● Exercise description
Search the records for lines with the word "impl" and copy each match.

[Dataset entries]

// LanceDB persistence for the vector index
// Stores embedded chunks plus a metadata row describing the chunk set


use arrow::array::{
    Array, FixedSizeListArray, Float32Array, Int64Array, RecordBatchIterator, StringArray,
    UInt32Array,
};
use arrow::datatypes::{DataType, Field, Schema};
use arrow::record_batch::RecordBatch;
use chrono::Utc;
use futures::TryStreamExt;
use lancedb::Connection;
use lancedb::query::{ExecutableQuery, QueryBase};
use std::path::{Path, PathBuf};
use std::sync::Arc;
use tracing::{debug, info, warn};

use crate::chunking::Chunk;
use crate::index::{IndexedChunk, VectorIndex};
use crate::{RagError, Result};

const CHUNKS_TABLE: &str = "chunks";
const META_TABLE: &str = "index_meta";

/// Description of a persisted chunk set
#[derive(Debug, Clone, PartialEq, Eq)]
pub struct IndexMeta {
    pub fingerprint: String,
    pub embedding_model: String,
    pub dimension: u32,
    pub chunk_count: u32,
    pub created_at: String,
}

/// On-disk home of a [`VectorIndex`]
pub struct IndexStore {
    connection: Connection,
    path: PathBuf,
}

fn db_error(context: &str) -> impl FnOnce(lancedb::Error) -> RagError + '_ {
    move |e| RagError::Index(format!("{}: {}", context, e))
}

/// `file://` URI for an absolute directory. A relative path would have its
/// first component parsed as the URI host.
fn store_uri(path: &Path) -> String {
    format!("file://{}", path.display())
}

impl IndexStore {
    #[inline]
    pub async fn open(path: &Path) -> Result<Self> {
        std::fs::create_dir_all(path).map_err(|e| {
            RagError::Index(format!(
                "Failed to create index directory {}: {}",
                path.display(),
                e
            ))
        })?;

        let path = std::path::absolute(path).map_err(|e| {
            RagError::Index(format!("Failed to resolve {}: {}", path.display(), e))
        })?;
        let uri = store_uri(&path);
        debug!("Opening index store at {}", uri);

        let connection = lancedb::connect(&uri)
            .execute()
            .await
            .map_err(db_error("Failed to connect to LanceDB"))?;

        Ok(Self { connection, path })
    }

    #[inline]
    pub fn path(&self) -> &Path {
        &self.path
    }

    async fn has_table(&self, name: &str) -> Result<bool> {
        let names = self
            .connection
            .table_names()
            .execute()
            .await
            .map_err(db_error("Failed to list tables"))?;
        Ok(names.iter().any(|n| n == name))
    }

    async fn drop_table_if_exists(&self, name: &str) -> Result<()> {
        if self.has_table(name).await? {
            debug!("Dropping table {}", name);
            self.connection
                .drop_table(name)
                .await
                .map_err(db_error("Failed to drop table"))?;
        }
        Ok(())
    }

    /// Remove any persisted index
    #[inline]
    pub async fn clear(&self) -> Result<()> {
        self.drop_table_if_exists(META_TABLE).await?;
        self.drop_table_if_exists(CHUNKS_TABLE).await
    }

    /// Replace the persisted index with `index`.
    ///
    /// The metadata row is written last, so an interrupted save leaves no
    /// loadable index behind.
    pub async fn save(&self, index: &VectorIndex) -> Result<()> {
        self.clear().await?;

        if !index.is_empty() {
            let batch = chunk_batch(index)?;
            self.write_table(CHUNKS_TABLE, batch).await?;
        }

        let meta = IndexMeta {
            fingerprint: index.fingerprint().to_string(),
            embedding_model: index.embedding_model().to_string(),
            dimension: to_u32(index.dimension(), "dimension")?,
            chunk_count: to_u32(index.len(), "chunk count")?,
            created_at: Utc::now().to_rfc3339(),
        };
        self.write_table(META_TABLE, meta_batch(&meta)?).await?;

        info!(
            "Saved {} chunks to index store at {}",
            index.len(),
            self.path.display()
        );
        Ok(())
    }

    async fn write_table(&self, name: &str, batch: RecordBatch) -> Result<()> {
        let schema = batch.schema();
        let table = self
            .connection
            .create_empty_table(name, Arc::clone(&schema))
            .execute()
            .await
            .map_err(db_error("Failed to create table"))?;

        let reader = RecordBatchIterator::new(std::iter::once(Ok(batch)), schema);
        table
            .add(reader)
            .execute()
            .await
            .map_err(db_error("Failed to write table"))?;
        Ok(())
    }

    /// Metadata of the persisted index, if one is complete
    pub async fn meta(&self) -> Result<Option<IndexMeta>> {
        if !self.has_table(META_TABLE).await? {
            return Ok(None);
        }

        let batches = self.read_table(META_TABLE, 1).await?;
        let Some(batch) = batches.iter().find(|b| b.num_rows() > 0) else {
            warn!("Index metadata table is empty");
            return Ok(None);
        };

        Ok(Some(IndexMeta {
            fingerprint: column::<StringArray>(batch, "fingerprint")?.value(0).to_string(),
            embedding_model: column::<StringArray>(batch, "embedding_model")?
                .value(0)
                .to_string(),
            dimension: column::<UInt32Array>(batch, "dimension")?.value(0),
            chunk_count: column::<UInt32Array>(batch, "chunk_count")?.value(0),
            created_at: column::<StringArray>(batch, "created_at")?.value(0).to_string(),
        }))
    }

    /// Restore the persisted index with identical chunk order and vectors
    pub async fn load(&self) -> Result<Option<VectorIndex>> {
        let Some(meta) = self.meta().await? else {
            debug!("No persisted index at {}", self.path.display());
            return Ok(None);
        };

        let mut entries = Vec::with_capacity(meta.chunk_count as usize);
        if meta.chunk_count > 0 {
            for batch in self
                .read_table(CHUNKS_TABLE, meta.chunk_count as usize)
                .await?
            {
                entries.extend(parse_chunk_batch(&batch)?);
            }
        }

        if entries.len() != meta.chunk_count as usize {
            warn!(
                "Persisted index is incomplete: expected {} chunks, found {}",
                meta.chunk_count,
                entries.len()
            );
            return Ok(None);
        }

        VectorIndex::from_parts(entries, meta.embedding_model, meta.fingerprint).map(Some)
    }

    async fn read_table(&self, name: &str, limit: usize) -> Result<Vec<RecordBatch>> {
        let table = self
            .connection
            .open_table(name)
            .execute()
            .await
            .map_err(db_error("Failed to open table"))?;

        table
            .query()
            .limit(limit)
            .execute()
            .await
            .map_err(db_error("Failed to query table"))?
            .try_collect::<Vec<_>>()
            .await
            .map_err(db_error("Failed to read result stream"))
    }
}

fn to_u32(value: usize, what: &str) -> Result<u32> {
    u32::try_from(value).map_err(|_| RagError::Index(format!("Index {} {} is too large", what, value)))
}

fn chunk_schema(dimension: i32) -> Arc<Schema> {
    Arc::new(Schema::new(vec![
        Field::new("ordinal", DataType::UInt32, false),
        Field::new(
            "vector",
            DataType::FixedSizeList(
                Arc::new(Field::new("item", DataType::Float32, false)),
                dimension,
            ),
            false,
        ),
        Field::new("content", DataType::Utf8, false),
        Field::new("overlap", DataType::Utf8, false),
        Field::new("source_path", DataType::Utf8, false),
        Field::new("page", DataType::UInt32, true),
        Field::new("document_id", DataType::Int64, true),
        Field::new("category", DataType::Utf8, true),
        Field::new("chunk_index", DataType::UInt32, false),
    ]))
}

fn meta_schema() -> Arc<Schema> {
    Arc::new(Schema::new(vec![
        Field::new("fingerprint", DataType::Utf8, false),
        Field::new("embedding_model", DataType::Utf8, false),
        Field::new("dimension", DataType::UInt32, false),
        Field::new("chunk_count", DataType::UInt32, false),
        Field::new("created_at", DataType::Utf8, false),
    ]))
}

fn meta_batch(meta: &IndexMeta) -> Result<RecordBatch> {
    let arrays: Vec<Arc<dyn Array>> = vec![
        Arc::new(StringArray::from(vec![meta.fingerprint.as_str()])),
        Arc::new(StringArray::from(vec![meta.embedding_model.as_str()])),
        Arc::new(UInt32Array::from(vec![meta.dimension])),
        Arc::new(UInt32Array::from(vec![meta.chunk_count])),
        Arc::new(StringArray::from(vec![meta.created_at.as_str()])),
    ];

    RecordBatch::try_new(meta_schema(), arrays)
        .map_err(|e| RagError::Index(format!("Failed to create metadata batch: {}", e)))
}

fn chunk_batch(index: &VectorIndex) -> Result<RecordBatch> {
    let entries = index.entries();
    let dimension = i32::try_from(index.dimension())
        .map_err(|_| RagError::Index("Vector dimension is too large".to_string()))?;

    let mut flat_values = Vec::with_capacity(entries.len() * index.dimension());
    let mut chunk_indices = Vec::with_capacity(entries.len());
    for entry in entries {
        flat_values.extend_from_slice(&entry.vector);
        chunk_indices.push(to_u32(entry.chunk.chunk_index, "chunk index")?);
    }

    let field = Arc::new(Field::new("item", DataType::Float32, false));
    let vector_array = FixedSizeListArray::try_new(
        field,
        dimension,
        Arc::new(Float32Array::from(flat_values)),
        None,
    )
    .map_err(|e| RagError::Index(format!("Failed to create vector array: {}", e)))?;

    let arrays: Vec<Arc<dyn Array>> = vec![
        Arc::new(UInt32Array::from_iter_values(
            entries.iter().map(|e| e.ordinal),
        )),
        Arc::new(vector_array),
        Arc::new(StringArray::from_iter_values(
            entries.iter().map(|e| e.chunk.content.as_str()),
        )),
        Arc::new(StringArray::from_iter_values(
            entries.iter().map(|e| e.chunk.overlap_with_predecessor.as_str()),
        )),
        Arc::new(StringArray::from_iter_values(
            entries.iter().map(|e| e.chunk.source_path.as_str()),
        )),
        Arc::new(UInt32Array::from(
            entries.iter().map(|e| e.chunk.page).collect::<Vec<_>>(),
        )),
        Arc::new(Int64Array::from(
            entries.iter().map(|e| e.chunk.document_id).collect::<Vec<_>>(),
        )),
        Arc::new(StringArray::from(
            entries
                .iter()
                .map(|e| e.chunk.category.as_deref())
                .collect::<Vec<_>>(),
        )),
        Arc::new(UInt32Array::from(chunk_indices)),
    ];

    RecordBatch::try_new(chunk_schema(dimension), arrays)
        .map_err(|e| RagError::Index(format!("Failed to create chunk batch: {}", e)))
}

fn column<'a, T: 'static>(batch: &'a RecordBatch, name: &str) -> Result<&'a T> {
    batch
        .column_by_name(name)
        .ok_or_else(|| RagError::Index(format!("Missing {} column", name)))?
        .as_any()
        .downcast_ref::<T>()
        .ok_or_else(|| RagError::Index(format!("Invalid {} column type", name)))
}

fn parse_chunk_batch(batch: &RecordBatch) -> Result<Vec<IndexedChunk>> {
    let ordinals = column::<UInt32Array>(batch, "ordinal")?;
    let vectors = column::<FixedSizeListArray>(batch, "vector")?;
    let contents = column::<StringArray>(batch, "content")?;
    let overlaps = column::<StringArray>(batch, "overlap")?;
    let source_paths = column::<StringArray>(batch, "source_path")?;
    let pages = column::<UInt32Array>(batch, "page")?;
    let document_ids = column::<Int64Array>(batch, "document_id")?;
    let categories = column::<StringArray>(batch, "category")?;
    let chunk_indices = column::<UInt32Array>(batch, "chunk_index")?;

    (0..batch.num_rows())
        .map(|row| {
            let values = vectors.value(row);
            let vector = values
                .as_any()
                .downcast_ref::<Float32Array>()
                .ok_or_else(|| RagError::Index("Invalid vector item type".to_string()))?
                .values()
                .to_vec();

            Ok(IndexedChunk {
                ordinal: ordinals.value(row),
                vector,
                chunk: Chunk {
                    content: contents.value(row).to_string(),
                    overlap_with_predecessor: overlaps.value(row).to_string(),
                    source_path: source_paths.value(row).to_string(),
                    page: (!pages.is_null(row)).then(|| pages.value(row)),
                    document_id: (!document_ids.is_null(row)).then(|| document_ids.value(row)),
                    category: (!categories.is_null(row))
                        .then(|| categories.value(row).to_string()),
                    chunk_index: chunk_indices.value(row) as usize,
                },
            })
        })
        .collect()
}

● Completed task
fn db_error(context: &str) -> impl FnOnce(lancedb::Error) -> RagError + '_ {
impl IndexStore {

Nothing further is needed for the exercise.